“Time to do some toe scrunchers”
December 2, 2021
I’ll be with you in about 30 seconds. Feel free to do stretch exercises right along with me. So, stand on your toes, and then—no! That’s stupid. Nobody takes me seriously. Give me ten more seconds and—that’s it.
A couple of you may have been pretending to be morons. I get that all the time. For those of you not pretending, let me say that I meant for you to stand on your tiptoes; not to take your left foot and stand atop the toes of your right foot. But let’s get past that.
What I was doing, and what a few of you were trying to do is stretch the Achilles tendon. If you were awake during most of last week’s article, you doubtfully remember that 25 years ago I separated my Achilles tendon, thus ending the Hayters Thanksgiving and Christmas Football games. Seems, the games centered around the four Hayter brothers. There would generally be five to eight people per team, but the brothers were the only thing that gave the games a hint of legitimacy. Know what I mean? Well, pretend. Sheeesh.
When I took up racquetball a couple of years back, my long-since healed ankle began to feel as if someone had shot an arrow that sheered my tendon. To this day, I can so identify with Achilles, son of Peleus, after Paris’ arrow struck his heel. Fast forward several centuries to around now when I was sent to “Results Physiotherapy” in The Woodlands. Forrest Scruggs was the man in charge, and that guy knew how to stretch every tendon, muscle, and stretchy thing in your body. Fortunately, he focused on my left ankle.
Since it was my first time with a physical therapist, I had to fill out several documents. It was a long process, but not nearly as long as my mental therapist required. Anyway, you would think I could just rattle off the different medications I take. It’s like a new experience each time. Then list my surgeries. Only one was linked to my Achilles tendon, so I just named two others. It only took me about 45 minutes to finish the forms, which was good, because it gave Forrest more time to work with the other guy in the facility. He had the man doing some odd things. Probably some physio stuff.
While the other patient/client was moving a gigantic inflated ball up the side of a wall without the use of his hands, I told Forrest my life story, including me being the keystone to the Hayters flag/tackle football games, and that I had been playing racquetball for a couple of years. He seemed extremely unimpressed. I took that as a sign that whatever exercises he had me do would show me to be a real loser. Hey, there was no way I could push a giant inflatable ball up a wall with my chest and elbows.

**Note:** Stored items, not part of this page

//! Account operations: registration, sign-in/out, profile, deletion.
//!
//! Everything here delegates to the identity backend. This module owns only
//! form validation, authorization of profile changes, and the mapping of
//! backend failures to the coarse outcomes the UI understands.
//!
//! Role changes are admin-only: an ADMIN may set anyone's role, and nobody
//! may change their own role without it. This replaces the earlier
//! self-service rule, under which any user could set their own role.

use axum::Json;
use axum::http::StatusCode;
use axum::response::{IntoResponse, Response};
use serde::{Deserialize, Serialize};

use crate::identity::{CookieAccess, Credentials, IdentityBackend, IdentityError, Principal, ProfileUpdate, Role};

pub const MIN_PASSWORD_LEN: usize = 6;
pub const MIN_NAME_LEN: usize = 3;
pub const MAX_NAME_LEN: usize = 32;

#[derive(Debug, Clone, PartialEq, Eq, thiserror::Error)]
pub enum ValidationError {
    #[error("invalid email address")]
    InvalidEmail,
    #[error("password must be at least 6 characters")]
    PasswordTooShort,
    #[error("passwords must match")]
    PasswordMismatch,
    #[error("name must be 3 to 32 characters")]
    NameLength,
}

#[derive(Debug, thiserror::Error)]
pub enum AccountError {
    #[error(transparent)]
    Validation(#[from] ValidationError),
    #[error("invalid credentials")]
    InvalidCredentials,
    #[error("not authenticated")]
    Unauthenticated,
    #[error("caller may not modify this account")]
    Forbidden,
    #[error(transparent)]
    Identity(IdentityError),
}

impl From<IdentityError> for AccountError {
    fn from(e: IdentityError) -> Self {
        match e {
            IdentityError::InvalidCredentials => Self::InvalidCredentials,
            other => Self::Identity(other),
        }
    }
}

impl AccountError {
    #[must_use]
    pub fn status(&self) -> StatusCode {
        match self {
            Self::Validation(_) => StatusCode::BAD_REQUEST,
            Self::InvalidCredentials | Self::Unauthenticated => StatusCode::UNAUTHORIZED,
            Self::Forbidden => StatusCode::FORBIDDEN,
            Self::Identity(_) => StatusCode::INTERNAL_SERVER_ERROR,
        }
    }

    /// Message safe to show a client.
    #[must_use]
    pub fn public_message(&self) -> String {
        match self {
            Self::Validation(e) => e.to_string(),
            Self::InvalidCredentials => "Invalid credentials".into(),
            Self::Unauthenticated => "Not authenticated".into(),
            Self::Forbidden => "Forbidden".into(),
            Self::Identity(_) => "Internal server error".into(),
        }
    }

    /// Log at the level this failure deserves.
    pub fn log(&self) {
        match self {
            Self::Identity(e) if e.is_unavailable() => tracing::warn!(error = %e, "identity backend unavailable"),
            Self::Identity(e) => tracing::error!(error = %e, "account operation failed"),
            other => tracing::debug!(reason = %other, "account request rejected"),
        }
    }
}

impl IntoResponse for AccountError {
    fn into_response(self) -> Response {
        self.log();
        let body = serde_json::json!({ "error": self.public_message() });
        (self.status(), Json(body)).into_response()
    }
}

/// Coarse result reported to forms.
#[derive(Debug, Clone, Copy, PartialEq, Eq, Serialize)]
#[serde(rename_all = "lowercase")]
pub enum ActionStatus {
    Success,
    Exists,
    Error,
}

/// `{ "status": "success" | "exists" | "error" }`
#[derive(Debug, Clone, Copy, PartialEq, Eq, Serialize)]
pub struct ActionOutcome {
    pub status: ActionStatus,
}

impl From<ActionStatus> for ActionOutcome {
    fn from(status: ActionStatus) -> Self {
        Self { status }
    }
}

// =============================================================================
// FORMS
// =============================================================================

#[derive(Debug, Clone, Deserialize)]
#[serde(rename_all = "camelCase")]
pub struct RegisterForm {
    pub email: String,
    pub password: String,
    #[serde(default)]
    pub confirm_password: Option<String>,
}

#[derive(Debug, Clone, Deserialize)]
pub struct SignInForm {
    pub email: String,
    pub password: String,
}

/// Trimmed, lowercased email with exactly one `@` and non-empty parts.
#[must_use]
pub fn normalize_email(email: &str) -> Option<String> {
    let normalized = email.trim().to_ascii_lowercase();
    let (local, domain) = normalized.split_once('@')?;
    if local.is_empty() || domain.is_empty() || domain.contains('@') || normalized.contains(char::is_whitespace) {
        return None;
    }
    Some(normalized)
}

/// Validate a registration form into backend credentials.
///
/// # Errors
///
/// Returns the first failing rule.
pub fn validate_registration(form: &RegisterForm) -> Result<Credentials, ValidationError> {
    let email = normalize_email(&form.email).ok_or(ValidationError::InvalidEmail)?;
    if form.password.chars().count() < MIN_PASSWORD_LEN {
        return Err(ValidationError::PasswordTooShort);
    }
    if let Some(confirm) = &form.confirm_password
        && confirm != &form.password
    {
        return Err(ValidationError::PasswordMismatch);
    }
    Ok(Credentials { email, password: form.password.clone() })
}

/// Trimmed display name of 3 to 32 characters.
///
/// # Errors
///
/// Returns [`ValidationError::NameLength`] when out of range.
pub fn validate_name(name: &str) -> Result<String, ValidationError> {
    let name = name.trim();
    let len = name.chars().count();
    if (MIN_NAME_LEN..=MAX_NAME_LEN).contains(&len) {
        Ok(name.to_owned())
    } else {
        Err(ValidationError::NameLength)
    }
}

// =============================================================================
// OPERATIONS
// =============================================================================

/// Create an account. Never fails; the outcome says what happened.
pub async fn register(identity: &dyn IdentityBackend, form: &RegisterForm) -> ActionStatus {
    let credentials = match validate_registration(form) {
        Ok(c) => c,
        Err(e) => {
            tracing::debug!(reason = %e, "registration rejected");
            return ActionStatus::Error;
        }
    };

    match identity.register(&credentials).await {
        Ok(principal) => {
            tracing::info!(user_id = %principal.id, "account registered");
            ActionStatus::Success
        }
        Err(IdentityError::AlreadyRegistered) => ActionStatus::Exists,
        Err(e) if e.is_unavailable() => {
            tracing::warn!(error = %e, "registration failed: identity backend unavailable");
            ActionStatus::Error
        }
        Err(e) => {
            tracing::error!(error = %e, "registration failed");
            ActionStatus::Error
        }
    }
}

/// Sign in with email/password; session cookies are written through
/// `cookies` on success.
///
/// # Errors
///
/// [`AccountError::InvalidCredentials`] for a malformed form or rejected
/// credentials; [`AccountError::Identity`] for backend failures.
pub async fn sign_in(
    identity: &dyn IdentityBackend,
    form: &SignInForm,
    cookies: &dyn CookieAccess,
) -> Result<Principal, AccountError> {
    let email = normalize_email(&form.email).ok_or(AccountError::InvalidCredentials)?;
    if form.password.is_empty() {
        return Err(AccountError::InvalidCredentials);
    }
    let credentials = Credentials { email, password: form.password.clone() };
    let principal = identity.sign_in_with_credentials(&credentials, cookies).await?;
    tracing::info!(user_id = %principal.id, "signed in");
    Ok(principal)
}

/// End the caller's session and clear its cookies.
///
/// # Errors
///
/// Returns backend failures.
pub async fn sign_out(identity: &dyn IdentityBackend, cookies: &dyn CookieAccess) -> Result<(), AccountError> {
    identity.sign_out(cookies).await?;
    Ok(())
}

/// Rename `target_id`. Only the principal itself may do this.
///
/// # Errors
///
/// [`AccountError::Forbidden`] when `caller` is someone else, a validation
/// error for a bad name, or backend failures.
pub async fn update_name(
    identity: &dyn IdentityBackend,
    caller: &Principal,
    target_id: &str,
    name: &str,
) -> Result<Principal, AccountError> {
    if caller.id != target_id {
        return Err(AccountError::Forbidden);
    }
    let name = validate_name(name)?;
    let update = ProfileUpdate { name: Some(name), role: None };
    Ok(identity.update_profile(target_id, &update).await?)
}

/// Change the role of `target_id`. Requires an ADMIN caller.
///
/// # Errors
///
/// [`AccountError::Forbidden`] for non-admin callers, or backend failures.
pub async fn update_role(
    identity: &dyn IdentityBackend,
    caller: &Principal,
    target_id: &str,
    role: Role,
) -> Result<Principal, AccountError> {
    if caller.role != Role::Admin {
        return Err(AccountError::Forbidden);
    }
    let update = ProfileUpdate { name: None, role: Some(role) };
    let updated = identity.update_profile(target_id, &update).await?;
    tracing::info!(caller = %caller.id, target = %target_id, role = role.as_str(), "role updated");
    Ok(updated)
}

/// Delete the caller's own account and clear its session cookies.
///
/// # Errors
///
/// Returns backend failures from the deletion. Sign-out failures after a
/// successful deletion are logged only.
pub async fn delete_account(
    identity: &dyn IdentityBackend,
    caller: &Principal,
    cookies: &dyn CookieAccess,
) -> Result<(), AccountError> {
    identity.delete_principal(&caller.id).await?;
    tracing::info!(user_id = %caller.id, "account deleted");
    if let Err(e) = identity.sign_out(cookies).await {
        tracing::warn!(error = %e, "sign-out after account deletion failed");
    }
    Ok(())
}

#[cfg(test)]
#[path = "account_test.rs"]
mod tests;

The first thing, he asked me to do was take off my shoes and socks and take a fast walk to the water fountain and back. I didn’t make it all the way to the water fountain because the guy wrestling with the giant ball pretty much owned that part of the gym. When I returned to Forrest, he said, “Is that your usual walk?” I told him I generally skip after every second step, but thought I should try to look more professional in front of him. Saying something stupid is reckless before learning whether or not the person has a sense of humor. Forrest said, “Okay, Mr. Hayter, we’ll work on your skip using the giant ball. But first, we must wait till Bill is through with it. I wasn’t sure if he was joking.
The hardest exercise he assigned me involved sitting down and putting a towel on the floor and placing my damaged foot on top of it. Then, I was to use my toes to scrunch up the towel while keeping the rest of my foot on the floor. I’ve made no secret of the fact that my toes are pretty much married to one another. Kay can put a jigsaw puzzle together with her toes. I found out I can’t even scrunch up a towel with mine.

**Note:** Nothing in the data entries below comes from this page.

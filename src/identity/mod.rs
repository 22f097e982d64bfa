//! Identity: capability interface over the hosted identity provider.
//!
//! DESIGN
//! ======
//! The application never authenticates anyone itself. Everything it needs
//! from an identity provider is captured by [`IdentityBackend`], so the
//! hosted backend can be swapped for the in-memory one (development, tests)
//! or any other provider without touching the session resolver.
//!
//! Backends read and rewrite session cookies only through [`CookieAccess`].
//! The caller decides whether writes actually reach the outgoing response.

pub mod cookies;
pub mod memory;
pub mod supabase;
pub mod types;

use std::sync::Arc;

use axum_extra::extract::cookie::Cookie;

pub use types::{Credentials, IdentityError, Principal, ProfileUpdate, Role};

// =============================================================================
// COOKIE CONTRACT
// =============================================================================

/// Read/write view over the cookies of the current request.
pub trait CookieAccess: Send + Sync {
    /// Every cookie currently visible to the request.
    fn get_all(&self) -> Vec<Cookie<'static>>;

    /// Queue cookie mutations for the outgoing response.
    ///
    /// Implementations may drop writes when the execution context forbids
    /// setting cookies; backends must not treat that as a failure.
    fn set_all(&self, cookies: Vec<Cookie<'static>>);
}

// =============================================================================
// BACKEND
// =============================================================================

/// Operations the application relies on from an identity provider.
#[async_trait::async_trait]
pub trait IdentityBackend: Send + Sync {
    /// Resolve the principal bound to the request's session cookies,
    /// refreshing the session (and rewriting cookies) when needed.
    async fn current_principal(&self, cookies: &dyn CookieAccess) -> Result<Principal, IdentityError>;

    /// Authenticate with email/password and write the new session cookies.
    async fn sign_in_with_credentials(
        &self,
        credentials: &Credentials,
        cookies: &dyn CookieAccess,
    ) -> Result<Principal, IdentityError>;

    /// Exchange the stored refresh token for a new session.
    async fn refresh_session(&self, cookies: &dyn CookieAccess) -> Result<(), IdentityError>;

    /// End the session and clear its cookies.
    async fn sign_out(&self, cookies: &dyn CookieAccess) -> Result<(), IdentityError>;

    /// Create a new account.
    async fn register(&self, credentials: &Credentials) -> Result<Principal, IdentityError>;

    /// Apply a profile update to an existing principal.
    async fn update_profile(&self, id: &str, update: &ProfileUpdate) -> Result<Principal, IdentityError>;

    /// Permanently delete a principal.
    async fn delete_principal(&self, id: &str) -> Result<(), IdentityError>;
}

/// Shared handle stored in application state.
pub type SharedIdentity = Arc<dyn IdentityBackend>;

The final question asked had to do with how often I could show up for therapy. Forrest asked, “Five days a week? Three?” I told him I would prefer one day every other week but would settle on once a week. He assured me that if I only showed up once a week, it could possibly take months to accomplish my goal.

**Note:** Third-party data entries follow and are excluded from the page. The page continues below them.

//! Auth routes: credential sign-in, sign-out, registration, current user.

use axum::extract::{FromRef, FromRequestParts, State};
use axum::http::StatusCode;
use axum::http::request::Parts;
use axum::response::{Html, IntoResponse, Json, Response};

use crate::identity::Principal;
use crate::services::account::{self, ActionOutcome, RegisterForm, SignInForm};
use crate::services::session::SessionScope;
use crate::state::AppState;

const LOGIN_PAGE: &str = include_str!("../../templates/login.html");
const REGISTER_PAGE: &str = include_str!("../../templates/register.html");

// =============================================================================
// AUTH EXTRACTOR
// =============================================================================

/// Authenticated principal plus the request scope it was resolved in.
/// Use as a handler parameter to require authentication.
///
/// Handlers must return `scope` as a response part so refreshed session
/// cookies reach the client.
pub struct CurrentUser {
    pub principal: Principal,
    pub scope: SessionScope,
}

impl<S> FromRequestParts<S> for CurrentUser
where
    AppState: FromRef<S>,
    S: Send + Sync,
{
    type Rejection = Response;

    async fn from_request_parts(parts: &mut Parts, state: &S) -> Result<Self, Self::Rejection> {
        let scope = match SessionScope::from_request_parts(parts, state).await {
            Ok(scope) => scope,
            Err(never) => match never {},
        };
        let app_state = AppState::from_ref(state);
        let principal = app_state.resolver.resolve(&scope).await.into_principal();
        match principal {
            Some(principal) => Ok(Self { principal, scope }),
            None => Err((scope, (StatusCode::UNAUTHORIZED, "Not authenticated")).into_response()),
        }
    }
}

// =============================================================================
// HANDLERS
// =============================================================================

/// `GET /login`: sign-in form.
pub async fn login_page() -> Html<&'static str> {
    Html(LOGIN_PAGE)
}

/// `GET /register`: registration form.
pub async fn register_page() -> Html<&'static str> {
    Html(REGISTER_PAGE)
}

/// `POST /api/auth/sign-in`: credentials in, session cookies out.
pub async fn sign_in(State(state): State<AppState>, scope: SessionScope, Json(form): Json<SignInForm>) -> Response {
    let result = account::sign_in(state.identity.as_ref(), &form, &scope).await;
    match result {
        Ok(principal) => (scope, Json(principal)).into_response(),
        Err(e) => (scope, e).into_response(),
    }
}

/// `POST /api/auth/sign-out`: end the session, clear cookies.
pub async fn sign_out(State(state): State<AppState>, scope: SessionScope) -> Response {
    let result = account::sign_out(state.identity.as_ref(), &scope).await;
    match result {
        Ok(()) => (scope, StatusCode::NO_CONTENT).into_response(),
        Err(e) => (scope, e).into_response(),
    }
}

/// `POST /api/auth/register`: `{status: success | exists | error}`.
pub async fn register(State(state): State<AppState>, Json(form): Json<RegisterForm>) -> Json<ActionOutcome> {
    Json(account::register(state.identity.as_ref(), &form).await.into())
}

/// `GET /api/auth/me`: return current user.
pub async fn me(user: CurrentUser) -> impl IntoResponse {
    (user.scope, Json(user.principal))
}

#[cfg(test)]
#[path = "auth_test.rs"]
mod tests;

That’s when I shucked down the proverbial corn. I said, “Look, Forrest, I’m 72 years old. I’ve almost given up on the idea of playing professional sports. Before coming here I had only one goal. But you’ve given me a second. One thing I want to do is learn to walk in a way that my right foot doesn’t stick out sideways and trip people. More importantly, though, I want to be able to beat Brad Meyer at racquetball.”
He gave me one of those understanding nods. “Well, I can sure do that,” he said. “When do you want me to play him?” – That’s when I knew I liked Forrest Scruggs. He has a great sense of humor. While I’m only seeing him once a week, he’s given me several exercises to do. Speaking of which, I need to shut this thing down and finish what’s called a “calf stretch with strap”.
However, I’m going to tell you this upfront. If Forrest ever tosses me one of those gigantic inflatable balls and tells me to scale the wall with it, I’m doing a fast walk out of that place. Beating Brad Meyerson is not worth me attempting to do what I saw Bill do. I can’t afford to lose what little pride I have left.